The steps of the thermogravimetric analysis method are as follows:
Weigh (5.00±0.05) mg raspberry glycoside sample and place the sample in a thermogravimetric platinum crucible. At the airflow rate of 50mL/min, the temperature-rising program is as follows: from 30°C to 900°C (10min) at the rate of 10°C/min. Conduct DSC, TG/DTG analysis, as well as data collection and analysis.
The results of thermal stability and thermal cracking of raspberry glycoside are as follows:
As shown in Table 1 and FIG.3 below, analysis of the pyrolysis components of raspberry glycoside shows that 17 compounds are detected by pyrolysis at 350 °C, accounting for 62.69% of the total peak area.
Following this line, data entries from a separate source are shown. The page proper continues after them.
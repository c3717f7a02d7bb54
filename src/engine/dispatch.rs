//! Skill trigger dispatch: collecting, ordering, and running skills for a
//! trigger phase.
//!
//! A play dispatches phases in a fixed order: `onPlay` for the placed card,
//! then capture resolution (which dispatches `onCapture` once per capture),
//! then `onTurnEnd` over every cell the acting player owns. Within a phase,
//! candidates are filtered against their definitions, sorted by ascending
//! priority (collection order breaks ties), and executed strictly one after
//! another — a later skill observes everything an earlier one changed.

use log::debug;

use crate::core::PlayError;
use crate::defs::{DefRegistry, SkillId, Trigger};
use crate::room::{Account, Room};

use super::effects::apply_effect;

/// Context of one adjacency capture, passed to `onCapture` skills.
#[derive(Clone, Debug, PartialEq, Eq)]
pub struct CaptureContext {
    /// Cell of the card that made the capture.
    pub capturing_index: usize,
    /// Cell of the captured card (already flipped when skills run).
    pub captured_index: usize,
    /// Who owned the captured cell before the flip.
    pub original_owner: Account,
}

/// A trigger phase within one play.
#[derive(Clone, Debug, PartialEq, Eq)]
pub enum TriggerPhase {
    /// The card was just placed at this index.
    OnPlay { placed_index: usize },
    /// The placed card captured a neighbor; dispatched once per capture.
    OnCapture { context: CaptureContext },
    /// The acting player's turn is ending.
    OnTurnEnd,
}

impl TriggerPhase {
    /// The definition trigger this phase matches.
    #[must_use]
    pub fn trigger(&self) -> Trigger {
        match self {
            TriggerPhase::OnPlay { .. } => Trigger::OnPlay,
            TriggerPhase::OnCapture { .. } => Trigger::OnCapture,
            TriggerPhase::OnTurnEnd => Trigger::OnTurnEnd,
        }
    }
}

impl std::fmt::Display for TriggerPhase {
    fn fmt(&self, f: &mut std::fmt::Formatter<'_>) -> std::fmt::Result {
        f.write_str(match self {
            TriggerPhase::OnPlay { .. } => "onPlay",
            TriggerPhase::OnCapture { .. } => "onCapture",
            TriggerPhase::OnTurnEnd => "onTurnEnd",
        })
    }
}

/// Collect and run every eligible skill for a phase.
///
/// An empty candidate list is a silent no-op. Skill ids with no definition
/// are discarded here (the definition table is authoritative; a card can
/// carry ids the table no longer knows).
pub fn trigger_skills(
    room: &mut Room,
    defs: &DefRegistry,
    acting: &Account,
    phase: &TriggerPhase,
) -> Result<(), PlayError> {
    let candidates = collect_candidates(room, acting, phase)?;

    let mut pending: Vec<(&crate::defs::SkillDef, usize)> = candidates
        .iter()
        .filter_map(|(skill_id, owner_index)| {
            defs.skill(*skill_id)
                .filter(|def| def.trigger == phase.trigger())
                .map(|def| (def, *owner_index))
        })
        .collect();

    if pending.is_empty() {
        debug!("no {phase} skills to resolve");
        return Ok(());
    }

    // Stable: collection order breaks priority ties.
    pending.sort_by_key(|(def, _)| def.priority);

    debug!("resolving {} {phase} skill(s)", pending.len());
    let context = match phase {
        TriggerPhase::OnCapture { context } => Some(context),
        _ => None,
    };
    for (def, owner_index) in pending {
        debug!(
            "skill {} fires from cell {owner_index} (priority {})",
            def.id, def.priority
        );
        apply_effect(room, defs, acting, def, owner_index, context)?;
    }

    Ok(())
}

/// Candidate skill invocations for a phase: `(skill id, owner cell index)`.
///
/// Skill lists are snapshotted before execution, so a skill resolved mid-
/// phase cannot add or remove candidates from the running phase.
fn collect_candidates(
    room: &Room,
    acting: &Account,
    phase: &TriggerPhase,
) -> Result<Vec<(SkillId, usize)>, PlayError> {
    let mut candidates = Vec::new();

    match phase {
        TriggerPhase::OnPlay { placed_index } => {
            let card = room.board.card(*placed_index).ok_or_else(|| {
                PlayError::Internal(format!("onPlay dispatch: cell {placed_index} is empty"))
            })?;
            candidates.extend(card.skills.iter().map(|&id| (id, *placed_index)));
        }

        TriggerPhase::OnCapture { context } => {
            let card = room.board.card(context.capturing_index).ok_or_else(|| {
                PlayError::Internal(format!(
                    "onCapture dispatch: capturing cell {} is empty",
                    context.capturing_index
                ))
            })?;
            candidates.extend(card.skills.iter().map(|&id| (id, context.capturing_index)));
        }

        TriggerPhase::OnTurnEnd => {
            for (index, cell) in room.board.occupied() {
                if cell.owner == *acting {
                    candidates.extend(cell.card.skills.iter().map(|&id| (id, index)));
                }
            }
        }
    }

    Ok(candidates)
}
//! Strongly-typed value objects used by domain entities.
//!
//! Domain structs should carry these wrappers instead of raw primitives so that
//! identifiers, zipcodes and enumerated values are enforced at the boundary.

use std::fmt::{Display, Formatter};
use std::sync::LazyLock;

use regex::Regex;
use serde::{Deserialize, Serialize};
use thiserror::Error;

/// US postal code in 5 digit or ZIP+4 form.
static ZIPCODE_REGEX: LazyLock<Regex> =
    LazyLock::new(|| Regex::new(r"^[0-9]{5}(-[0-9]{4})?$").expect("zipcode regex is valid"));

/// Errors produced when attempting to construct constrained domain types.
#[derive(Debug, Error, Clone, PartialEq, Eq)]
pub enum TypeConstraintError {
    /// An identifier was zero or negative.
    #[error("{0} must be greater than zero")]
    NonPositiveId(&'static str),
    /// A string was empty or whitespace-only after trimming.
    #[error("{0} cannot be empty")]
    EmptyString(&'static str),
    /// Zipcode did not match `NNNNN` or `NNNNN-NNNN`.
    #[error("zipcode must be a 5 or 9 digit US postal code")]
    InvalidZipcode,
    /// Category is not part of the closed category set.
    #[error("unknown category: {0}")]
    UnknownCategory(String),
    /// Catch-all for custom validation failures.
    #[error("invalid value: {0}")]
    InvalidValue(String),
}

fn trim_and_require_non_empty<S: Into<String>>(
    value: S,
    field: &'static str,
) -> Result<String, TypeConstraintError> {
    let trimmed = value.into().trim().to_string();
    if trimmed.is_empty() {
        Err(TypeConstraintError::EmptyString(field))
    } else {
        Ok(trimmed)
    }
}

/// Macro to generate lightweight newtypes for positive identifiers.
macro_rules! id_newtype {
    ($name:ident, $doc:expr, $field:expr) => {
        #[doc = $doc]
        #[derive(
            Clone, Copy, Debug, Serialize, Deserialize, PartialEq, Eq, Hash, PartialOrd, Ord,
        )]
        #[serde(transparent)]
        pub struct $name(i32);

        impl $name {
            /// Creates a new identifier ensuring it is greater than zero.
            pub fn new(value: i32) -> Result<Self, TypeConstraintError> {
                if value > 0 {
                    Ok(Self(value))
                } else {
                    Err(TypeConstraintError::NonPositiveId($field))
                }
            }

            /// Returns the raw `i32` backing this identifier.
            pub const fn get(self) -> i32 {
                self.0
            }
        }

        impl Display for $name {
            fn fmt(&self, f: &mut Formatter<'_>) -> std::fmt::Result {
                write!(f, "{}", self.0)
            }
        }

        impl TryFrom<i32> for $name {
            type Error = TypeConstraintError;

            fn try_from(value: i32) -> Result<Self, Self::Error> {
                Self::new(value)
            }
        }

        impl From<$name> for i32 {
            fn from(value: $name) -> Self {
                value.0
            }
        }

        impl PartialEq<i32> for $name {
            fn eq(&self, other: &i32) -> bool {
                self.0 == *other
            }
        }

        impl PartialEq<$name> for i32 {
            fn eq(&self, other: &$name) -> bool {
                *self == other.0
            }
        }
    };
}

macro_rules! non_empty_string_newtype {
    ($name:ident, $doc:expr, $field:expr) => {
        #[doc = $doc]
        #[derive(Clone, Debug, Serialize, Deserialize, PartialEq, Eq, Hash, PartialOrd, Ord)]
        #[serde(transparent)]
        pub struct $name(String);

        impl $name {
            /// Constructs a trimmed, non-empty value.
            pub fn new<S: Into<String>>(value: S) -> Result<Self, TypeConstraintError> {
                trim_and_require_non_empty(value, $field).map(Self)
            }

            /// Borrow the value as a string slice.
            pub fn as_str(&self) -> &str {
                &self.0
            }

            /// Consume the wrapper and return the owned string.
            pub fn into_inner(self) -> String {
                self.0
            }
        }

        impl Display for $name {
            fn fmt(&self, f: &mut Formatter<'_>) -> std::fmt::Result {
                write!(f, "{}", self.0)
            }
        }

        impl std::ops::Deref for $name {
            type Target = str;

            fn deref(&self) -> &Self::Target {
                self.as_str()
            }
        }

        impl AsRef<str> for $name {
            fn as_ref(&self) -> &str {
                self.as_str()
            }
        }

        impl TryFrom<String> for $name {
            type Error = TypeConstraintError;

            fn try_from(value: String) -> Result<Self, Self::Error> {
                Self::new(value)
            }
        }

        impl TryFrom<&str> for $name {
            type Error = TypeConstraintError;

            fn try_from(value: &str) -> Result<Self, Self::Error> {
                Self::new(value)
            }
        }

        impl From<$name> for String {
            fn from(value: $name) -> Self {
                value.0
            }
        }

        impl PartialEq<&str> for $name {
            fn eq(&self, other: &&str) -> bool {
                self.as_str() == *other
            }
        }

        impl PartialEq<$name> for &str {
            fn eq(&self, other: &$name) -> bool {
                *self == other.as_str()
            }
        }
    };
}

id_newtype!(ResourceId, "Unique identifier for a resource.", "resource_id");
id_newtype!(NoteId, "Unique identifier for a resource note.", "note_id");
id_newtype!(UserId, "Unique identifier for a user.", "user_id");

non_empty_string_newtype!(
    OrganizationName,
    "Organization name enforcing non-empty values.",
    "organization"
);
non_empty_string_newtype!(
    ProgramName,
    "Program name enforcing non-empty values.",
    "program"
);
non_empty_string_newtype!(
    NoteContent,
    "Note body enforcing non-empty values.",
    "note content"
);
non_empty_string_newtype!(Username, "Display name of a user.", "username");

/// US postal code, either `NNNNN` or `NNNNN-NNNN`.
#[derive(Clone, Debug, Serialize, Deserialize, PartialEq, Eq, Hash, PartialOrd, Ord)]
#[serde(try_from = "String", into = "String")]
pub struct Zipcode(String);

impl Zipcode {
    /// Trims the input and validates it against the postal code pattern.
    pub fn new<S: Into<String>>(value: S) -> Result<Self, TypeConstraintError> {
        let trimmed = value.into().trim().to_string();
        if ZIPCODE_REGEX.is_match(&trimmed) {
            Ok(Self(trimmed))
        } else {
            Err(TypeConstraintError::InvalidZipcode)
        }
    }

    /// Borrow the zipcode as a string slice.
    pub fn as_str(&self) -> &str {
        &self.0
    }
}

impl Display for Zipcode {
    fn fmt(&self, f: &mut Formatter<'_>) -> std::fmt::Result {
        write!(f, "{}", self.0)
    }
}

impl TryFrom<String> for Zipcode {
    type Error = TypeConstraintError;

    fn try_from(value: String) -> Result<Self, Self::Error> {
        Self::new(value)
    }
}

impl TryFrom<&str> for Zipcode {
    type Error = TypeConstraintError;

    fn try_from(value: &str) -> Result<Self, Self::Error> {
        Self::new(value)
    }
}

impl From<Zipcode> for String {
    fn from(value: Zipcode) -> Self {
        value.0
    }
}

/// Closed set of categories a resource can be filed under.
#[derive(Clone, Copy, Debug, Serialize, Deserialize, PartialEq, Eq, Hash, PartialOrd, Ord)]
#[serde(try_from = "String", into = "String")]
pub enum ResourceCategory {
    Housing,
    Food,
    Healthcare,
    Employment,
    Legal,
    Transportation,
    Childcare,
    SubstanceAbuse,
    MentalHealth,
    Education,
    FinancialAssistance,
    SeniorServices,
    VeteransServices,
    Clothing,
    DomesticViolence,
    CrisisSupport,
    DisabilityServices,
    LgbtqServices,
}

impl ResourceCategory {
    /// Every category in display order.
    pub const ALL: [ResourceCategory; 18] = [
        Self::Housing,
        Self::Food,
        Self::Healthcare,
        Self::Employment,
        Self::Legal,
        Self::Transportation,
        Self::Childcare,
        Self::SubstanceAbuse,
        Self::MentalHealth,
        Self::Education,
        Self::FinancialAssistance,
        Self::SeniorServices,
        Self::VeteransServices,
        Self::Clothing,
        Self::DomesticViolence,
        Self::CrisisSupport,
        Self::DisabilityServices,
        Self::LgbtqServices,
    ];

    /// String representation used in persistence and in the API.
    pub const fn as_str(self) -> &'static str {
        match self {
            Self::Housing => "Housing",
            Self::Food => "Food",
            Self::Healthcare => "Healthcare",
            Self::Employment => "Employment",
            Self::Legal => "Legal",
            Self::Transportation => "Transportation",
            Self::Childcare => "Childcare",
            Self::SubstanceAbuse => "Substance-Abuse",
            Self::MentalHealth => "Mental Health",
            Self::Education => "Education",
            Self::FinancialAssistance => "Financial Assistance",
            Self::SeniorServices => "Senior Services",
            Self::VeteransServices => "Veterans Services",
            Self::Clothing => "Clothing",
            Self::DomesticViolence => "Domestic Violence",
            Self::CrisisSupport => "Crisis Support",
            Self::DisabilityServices => "Disability Services",
            Self::LgbtqServices => "LGBTQ+ Services",
        }
    }
}

impl Display for ResourceCategory {
    fn fmt(&self, f: &mut Formatter<'_>) -> std::fmt::Result {
        write!(f, "{}", self.as_str())
    }
}

impl TryFrom<&str> for ResourceCategory {
    type Error = TypeConstraintError;

    fn try_from(value: &str) -> Result<Self, Self::Error> {
        let value = value.trim();
        Self::ALL
            .into_iter()
            .find(|category| category.as_str() == value)
            .ok_or_else(|| TypeConstraintError::UnknownCategory(value.to_string()))
    }
}

impl TryFrom<String> for ResourceCategory {
    type Error = TypeConstraintError;

    fn try_from(value: String) -> Result<Self, Self::Error> {
        Self::try_from(value.as_str())
    }
}

impl From<ResourceCategory> for String {
    fn from(value: ResourceCategory) -> Self {
        value.as_str().to_string()
    }
}

/// Availability of a resource.
#[derive(Clone, Copy, Debug, Default, Serialize, Deserialize, PartialEq, Eq, Hash)]
#[serde(rename_all = "SCREAMING_SNAKE_CASE")]
pub enum ResourceStatus {
    #[default]
    Available,
    Limited,
    Unavailable,
}

impl ResourceStatus {
    /// String representation used in persistence.
    pub const fn as_str(self) -> &'static str {
        match self {
            Self::Available => "AVAILABLE",
            Self::Limited => "LIMITED",
            Self::Unavailable => "UNAVAILABLE",
        }
    }
}

impl Display for ResourceStatus {
    fn fmt(&self, f: &mut Formatter<'_>) -> std::fmt::Result {
        write!(f, "{}", self.as_str())
    }
}

impl TryFrom<&str> for ResourceStatus {
    type Error = TypeConstraintError;

    fn try_from(value: &str) -> Result<Self, Self::Error> {
        match value.trim().to_ascii_uppercase().as_str() {
            "AVAILABLE" => Ok(Self::Available),
            "LIMITED" => Ok(Self::Limited),
            "UNAVAILABLE" => Ok(Self::Unavailable),
            other => Err(TypeConstraintError::InvalidValue(format!(
                "resource status: {other}"
            ))),
        }
    }
}

impl TryFrom<String> for ResourceStatus {
    type Error = TypeConstraintError;

    fn try_from(value: String) -> Result<Self, Self::Error> {
        Self::try_from(value.as_str())
    }
}

/// Role carried by an authenticated user.
#[derive(Clone, Copy, Debug, Serialize, Deserialize, PartialEq, Eq, Hash)]
#[serde(rename_all = "SCREAMING_SNAKE_CASE")]
pub enum UserRole {
    CaseManager,
    Admin,
}

impl UserRole {
    pub const fn as_str(self) -> &'static str {
        match self {
            Self::CaseManager => "CASE_MANAGER",
            Self::Admin => "ADMIN",
        }
    }
}

impl Display for UserRole {
    fn fmt(&self, f: &mut Formatter<'_>) -> std::fmt::Result {
        write!(f, "{}", self.as_str())
    }
}

impl TryFrom<&str> for UserRole {
    type Error = TypeConstraintError;

    fn try_from(value: &str) -> Result<Self, Self::Error> {
        match value.trim().to_ascii_uppercase().as_str() {
            "CASE_MANAGER" => Ok(Self::CaseManager),
            "ADMIN" => Ok(Self::Admin),
            other => Err(TypeConstraintError::InvalidValue(format!("role: {other}"))),
        }
    }
}
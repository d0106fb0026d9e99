//! Error conversion glue between the domain, form, repository and service
//! layers.
//!
//! The domain layer must not depend on service/repository error types, so
//! the conversions live here instead of next to either side.

use crate::domain::types::TypeConstraintError;
use crate::forms::notes::AddNoteFormError;
use crate::forms::resources::{
    CreateResourceFormError, ResourceFilterFormError, UpdateResourceFormError,
};
use crate::repository::RepositoryError;
use crate::services::ServiceError;

impl From<TypeConstraintError> for ServiceError {
    fn from(val: TypeConstraintError) -> Self {
        ServiceError::ValidationFailure(val.to_string())
    }
}

impl From<TypeConstraintError> for RepositoryError {
    fn from(val: TypeConstraintError) -> Self {
        RepositoryError::ValidationError(val.to_string())
    }
}

impl From<RepositoryError> for ServiceError {
    fn from(val: RepositoryError) -> Self {
        match val {
            RepositoryError::NotFound => ServiceError::NotFound,
            other => ServiceError::QueryFailure(other.to_string()),
        }
    }
}

impl From<CreateResourceFormError> for ServiceError {
    fn from(val: CreateResourceFormError) -> Self {
        ServiceError::ValidationFailure(val.to_string())
    }
}

impl From<UpdateResourceFormError> for ServiceError {
    fn from(val: UpdateResourceFormError) -> Self {
        ServiceError::ValidationFailure(val.to_string())
    }
}

impl From<ResourceFilterFormError> for ServiceError {
    fn from(val: ResourceFilterFormError) -> Self {
        ServiceError::ValidationFailure(val.to_string())
    }
}

impl From<AddNoteFormError> for ServiceError {
    fn from(val: AddNoteFormError) -> Self {
        ServiceError::ValidationFailure(val.to_string())
    }
}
Among which ketones accounts for 50.11%, aldehydes 2.91%, acids 1.07%, phenols 0.76%, and others 7.58%. Others are mainly carbohydrates, including D-allose and 1,6-anhydro-β-D-glucose. Among which, raspberry ketone (47.64%), D-allose (7.01%), levoglucosenone (1.84%), 5-hydroxymethylfuraldehyde (1.28%), furaldehyde (0.84%), and p-hydroxybenzaldehyde (0.78%) are of relatively high content.
A total of 5 compounds are detected by thermal cracking at 600°C, accounting for 68.18% of the total peak area, among which ketones accounts for 65.45%, aldehydes 1.50%, acids 1.23%. Among which, raspberry ketone (65.45%), p-hydroxybenzaldehyde (1.04%), stearic acid (0.67%), palmitic acid (0.56%), 5-hydroxymethylfurfural (0.46%) are of relatively high content.
A total of 18 compounds are detected by thermal cracking at 900°C, accounting for 82.74% of the total peak area, among which ketones accounts for 79.88%, aldehydes 0.66%, acids 0.73%, phenols 0.30%, and others 1.06%. Others are mainly amine compounds, including 1-methylpentylamine, N-methyl ethylenediamine, 2-octylamine, 1,3-dimethylpentylamine and N-(2-methoxyethyl) methylamine. Among which, raspberry ketone (78.75%), 3,5-dihydroxy-2-methylpyran-4-one (0.74%), 2,3-dihydrobenzofuran (0.67%), p-hydroxybenzaldehyde (0.66%), and palmitic acid (0.61%) are of relatively high content.
It can be seen that, with rising of thermal cracking temperature, the peak area ratio of the fragrance substances produced by pyrolysis of raspberry glycoside is increasing, the proportion of ketones increases, especially that of raspberry ketones increases significantly, while the proportions of aldehydes, acids and phenols decrease, amines appear at 900°C in thermal cracking.
The above results indicate that, raspberry glycoside can be pyrolyzed to produce raspberry ketone, a characteristic fragrance ingredient, at different temperatures; the higher the pyrolysis temperature, the greater the content of raspberry ketone. This feature is not shown in most glycoside latent fragrance substances, when other glycosides with structures that are different from raspberry glycoside are pyrolyzed, the fragrance ingredients may be further pyrolyzed into non-characteristic odor ingredients, while fragrance ligands with maintained structures and properties are rarely obtained. As a comparison, Table 2 lists thermal cracking of nerol glucoside at different temperatures. The results show that the structure of the ligand nerol cannot be maintained at different temperatures, which is further pyrolyzed into acetamide. Thus, thermal cracking of nerol glucoside does not produce the characteristic odor of neroli.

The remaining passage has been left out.